● What needs to be done
Each record that follows should be transcribed word for word.

● Listed records

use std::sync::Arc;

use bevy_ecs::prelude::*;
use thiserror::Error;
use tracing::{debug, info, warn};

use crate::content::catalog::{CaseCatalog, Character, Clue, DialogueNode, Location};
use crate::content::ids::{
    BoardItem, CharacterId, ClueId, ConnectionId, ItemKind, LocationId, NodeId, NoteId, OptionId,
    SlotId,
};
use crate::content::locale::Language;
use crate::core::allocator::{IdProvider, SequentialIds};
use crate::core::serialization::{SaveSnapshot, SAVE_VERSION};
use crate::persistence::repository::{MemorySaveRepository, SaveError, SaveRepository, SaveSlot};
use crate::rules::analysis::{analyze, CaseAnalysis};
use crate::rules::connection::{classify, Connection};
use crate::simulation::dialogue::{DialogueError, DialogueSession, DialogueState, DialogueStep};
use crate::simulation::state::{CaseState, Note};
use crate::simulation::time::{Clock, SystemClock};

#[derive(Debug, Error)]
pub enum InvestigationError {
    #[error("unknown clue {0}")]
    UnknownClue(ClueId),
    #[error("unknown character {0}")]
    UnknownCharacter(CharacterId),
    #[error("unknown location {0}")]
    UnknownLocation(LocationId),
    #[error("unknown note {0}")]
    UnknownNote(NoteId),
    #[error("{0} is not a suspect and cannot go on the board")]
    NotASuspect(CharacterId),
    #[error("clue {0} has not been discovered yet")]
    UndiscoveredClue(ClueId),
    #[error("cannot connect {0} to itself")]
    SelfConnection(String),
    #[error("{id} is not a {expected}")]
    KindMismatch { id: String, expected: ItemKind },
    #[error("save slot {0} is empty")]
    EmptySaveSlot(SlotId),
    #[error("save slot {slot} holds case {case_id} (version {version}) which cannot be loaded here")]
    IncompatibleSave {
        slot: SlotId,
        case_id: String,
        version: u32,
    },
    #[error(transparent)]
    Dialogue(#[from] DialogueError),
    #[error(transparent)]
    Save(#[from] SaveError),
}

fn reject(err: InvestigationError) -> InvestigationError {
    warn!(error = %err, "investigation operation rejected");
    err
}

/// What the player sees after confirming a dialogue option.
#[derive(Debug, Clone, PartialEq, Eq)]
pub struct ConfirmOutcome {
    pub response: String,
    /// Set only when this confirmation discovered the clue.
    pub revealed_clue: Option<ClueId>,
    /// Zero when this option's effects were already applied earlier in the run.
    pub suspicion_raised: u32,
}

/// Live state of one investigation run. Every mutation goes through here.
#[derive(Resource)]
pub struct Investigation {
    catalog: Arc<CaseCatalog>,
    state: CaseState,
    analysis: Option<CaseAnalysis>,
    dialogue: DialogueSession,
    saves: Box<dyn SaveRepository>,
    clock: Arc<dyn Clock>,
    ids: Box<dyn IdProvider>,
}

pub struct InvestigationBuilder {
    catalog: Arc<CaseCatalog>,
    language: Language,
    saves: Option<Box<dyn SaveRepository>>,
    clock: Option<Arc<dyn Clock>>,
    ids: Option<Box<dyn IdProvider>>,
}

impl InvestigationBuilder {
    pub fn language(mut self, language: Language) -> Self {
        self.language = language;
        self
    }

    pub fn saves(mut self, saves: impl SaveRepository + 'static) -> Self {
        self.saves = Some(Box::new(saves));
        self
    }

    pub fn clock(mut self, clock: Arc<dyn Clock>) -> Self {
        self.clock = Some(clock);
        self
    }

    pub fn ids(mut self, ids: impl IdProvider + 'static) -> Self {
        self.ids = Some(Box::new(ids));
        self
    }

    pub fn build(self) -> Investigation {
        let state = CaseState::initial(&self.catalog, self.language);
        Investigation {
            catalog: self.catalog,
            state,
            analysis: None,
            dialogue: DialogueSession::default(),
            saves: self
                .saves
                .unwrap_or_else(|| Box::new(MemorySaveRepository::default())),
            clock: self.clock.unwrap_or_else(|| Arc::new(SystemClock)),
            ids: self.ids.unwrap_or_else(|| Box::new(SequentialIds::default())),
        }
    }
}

● Exercise answer
use std::sync::Arc;

use bevy_ecs::prelude::*;
use thiserror::Error;
use tracing::{debug, info, warn};

use crate::content::catalog::{CaseCatalog, Character, Clue, DialogueNode, Location};
use crate::content::ids::{
    BoardItem, CharacterId, ClueId, ConnectionId, ItemKind, LocationId, NodeId, NoteId, OptionId,
    SlotId,
};
use crate::content::locale::Language;
use crate::core::allocator::{IdProvider, SequentialIds};
use crate::core::serialization::{SaveSnapshot, SAVE_VERSION};
use crate::persistence::repository::{MemorySaveRepository, SaveError, SaveRepository, SaveSlot};
use crate::rules::analysis::{analyze, CaseAnalysis};
use crate::rules::connection::{classify, Connection};
use crate::simulation::dialogue::{DialogueError, DialogueSession, DialogueState, DialogueStep};
use crate::simulation::state::{CaseState, Note};
use crate::simulation::time::{Clock, SystemClock};

#[derive(Debug, Error)]
pub enum InvestigationError {
    #[error("unknown clue {0}")]
    UnknownClue(ClueId),
    #[error("unknown character {0}")]
    UnknownCharacter(CharacterId),
    #[error("unknown location {0}")]
    UnknownLocation(LocationId),
    #[error("unknown note {0}")]
    UnknownNote(NoteId),
    #[error("{0} is not a suspect and cannot go on the board")]
    NotASuspect(CharacterId),
    #[error("clue {0} has not been discovered yet")]
    UndiscoveredClue(ClueId),
    #[error("cannot connect {0} to itself")]
    SelfConnection(String),
    #[error("{id} is not a {expected}")]
    KindMismatch { id: String, expected: ItemKind },
    #[error("save slot {0} is empty")]
    EmptySaveSlot(SlotId),
    #[error("save slot {slot} holds case {case_id} (version {version}) which cannot be loaded here")]
    IncompatibleSave {
        slot: SlotId,
        case_id: String,
        version: u32,
    },
    #[error(transparent)]
    Dialogue(#[from] DialogueError),
    #[error(transparent)]
    Save(#[from] SaveError),
}

fn reject(err: InvestigationError) -> InvestigationError {
    warn!(error = %err, "investigation operation rejected");
    err
}

/// What the player sees after confirming a dialogue option.
#[derive(Debug, Clone, PartialEq, Eq)]
pub struct ConfirmOutcome {
    pub response: String,
    /// Set only when this confirmation discovered the clue.
    pub revealed_clue: Option<ClueId>,
    /// Zero when this option's effects were already applied earlier in the run.
    pub suspicion_raised: u32,
}

/// Live state of one investigation run. Every mutation goes through here.
#[derive(Resource)]
pub struct Investigation {
    catalog: Arc<CaseCatalog>,
    state: CaseState,
    analysis: Option<CaseAnalysis>,
    dialogue: DialogueSession,
    saves: Box<dyn SaveRepository>,
    clock: Arc<dyn Clock>,
    ids: Box<dyn IdProvider>,
}

pub struct InvestigationBuilder {
    catalog: Arc<CaseCatalog>,
    language: Language,
    saves: Option<Box<dyn SaveRepository>>,
    clock: Option<Arc<dyn Clock>>,
    ids: Option<Box<dyn IdProvider>>,
}

impl InvestigationBuilder {
    pub fn language(mut self, language: Language) -> Self {
        self.language = language;
        self
    }

    pub fn saves(mut self, saves: impl SaveRepository + 'static) -> Self {
        self.saves = Some(Box::new(saves));
        self
    }

    pub fn clock(mut self, clock: Arc<dyn Clock>) -> Self {
        self.clock = Some(clock);
        self
    }

    pub fn ids(mut self, ids: impl IdProvider + 'static) -> Self {
        self.ids = Some(Box::new(ids));
        self
    }

    pub fn build(self) -> Investigation {
        let state = CaseState::initial(&self.catalog, self.language);
        Investigation {
            catalog: self.catalog,
            state,
            analysis: None,
            dialogue: DialogueSession::default(),
            saves: self
                .saves
                .unwrap_or_else(|| Box::new(MemorySaveRepository::default())),
            clock: self.clock.unwrap_or_else(|| Arc::new(SystemClock)),
            ids: self.ids.unwrap_or_else(|| Box::new(SequentialIds::default())),
        }
    }
}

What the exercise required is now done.